Half of the surveyed couples trying to conceive agreed they may have waited too long to start trying. But, infertility is more common than you may think. One in 8 couples experience infertility. It's equally likely to be caused by the female or male partner and in some cases, it's caused by both. You can't waste your energy beating yourself up over something that's out of your control. "There is very little that you can do to cause infertility," says Dr. Domar. "Certain things aren't a good idea, but people with bad habits still get pregnant." The couples who think they waited too long to start trying, could have had the same result one, two, or 10 years ago. "At age 42 you could be infertile, but there's no telling you were fertile at age 22 either," says Dr. Domar.

Do Seek Support

 

Infertility can be stressful; research has shown that the stress levels of infertile women are equivalent to those of women with cancer, AIDS, or heart disease.
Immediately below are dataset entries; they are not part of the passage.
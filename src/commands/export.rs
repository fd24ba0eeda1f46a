//! Export one conversation: login, resolve, collect, write.

use std::io::Write;
use std::path::PathBuf;

use chrono::NaiveDate;
use tracing::info;

use crate::auth::{authenticate, Credentials};
use crate::clock::Clock;
use crate::config::Config;
use crate::conversations::{resolve, ConversationTarget};
use crate::error::Result;
use crate::messages::{collect, CollectOptions};
use crate::prompt::Prompter;
use crate::session::{SessionLock, WebClient};
use crate::transcript::{emit, Destination, EmitReport};

/// Resolved inputs of one export run.
#[derive(Debug, Clone)]
pub struct ExportArgs {
    pub credentials: Credentials,
    pub blog: String,
    pub target: ConversationTarget,
    pub cutoff: Option<NaiveDate>,
    pub rate_limit: Option<u32>,
    pub output: Option<PathBuf>,
    pub split: bool,
    pub skip_ssl: bool,
    /// Offer to save the screen output when no output file is set.
    pub offer_capture: bool,
    pub clock: Clock,
}

/// Answer to the save prompt counts as yes.
pub fn is_yes(answer: &str) -> bool {
    matches!(answer.trim().to_lowercase().as_str(), "y" | "yes")
}

pub async fn run(
    config: &Config,
    args: &ExportArgs,
    prompter: &mut dyn Prompter,
    screen: &mut dyn Write,
) -> Result<EmitReport> {
    let _lock = SessionLock::acquire(&config.lock_file)?;

    let client = WebClient::new(&config.base_url, args.skip_ssl)?;
    let session = authenticate(
        client,
        &args.credentials,
        config.max_login_attempts,
        prompter,
    )
    .await?;

    let resolved = resolve(
        &session,
        &args.blog,
        &args.target,
        config.page_retries,
        prompter,
    )
    .await?;
    info!(conversation_id = %resolved.conversation_id, "conversation resolved");

    let mut destination = Destination::from_options(args.output.clone(), args.split);
    if destination == Destination::Stdout && args.offer_capture {
        let answer = prompter.ask("Do you want to save the conversation to a file? (y/N): ")?;
        if is_yes(&answer) {
            destination =
                Destination::Capture(PathBuf::from(format!("{}.txt", resolved.conversation_id)));
        }
    }

    let options = CollectOptions {
        cutoff: args.cutoff,
        rate_limit: args.rate_limit.or(config.rate_limit),
        page_retries: config.page_retries,
        clock: args.clock,
    };
    let transcript = collect(
        &session,
        &resolved.conversation_id,
        &args.blog,
        &resolved.identities,
        &options,
    )
    .await;

    emit(&transcript, &destination, &args.clock, screen)
}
The stress is not going to help you get pregnant any faster. There are plenty of other women who aren't getting pregnant either, so a support group may help. You can find online infertility support groups, or ask your doctor or fertility specialist to recommend a local in-person group.
Consider confiding in a close friend or family member. More than half of the couples in the GfK Roper survey said they hid their infertility problems from friends and family, and 71 percent of couples have not told their mother. Even though you might feel ashamed, and it may be hard to open up at first, the support that follows can be rewarding. Those who did tell someone about their trouble trying to conceive said their family and friends were very supportive and 71 percent of them said having to people to talk to made the process easier.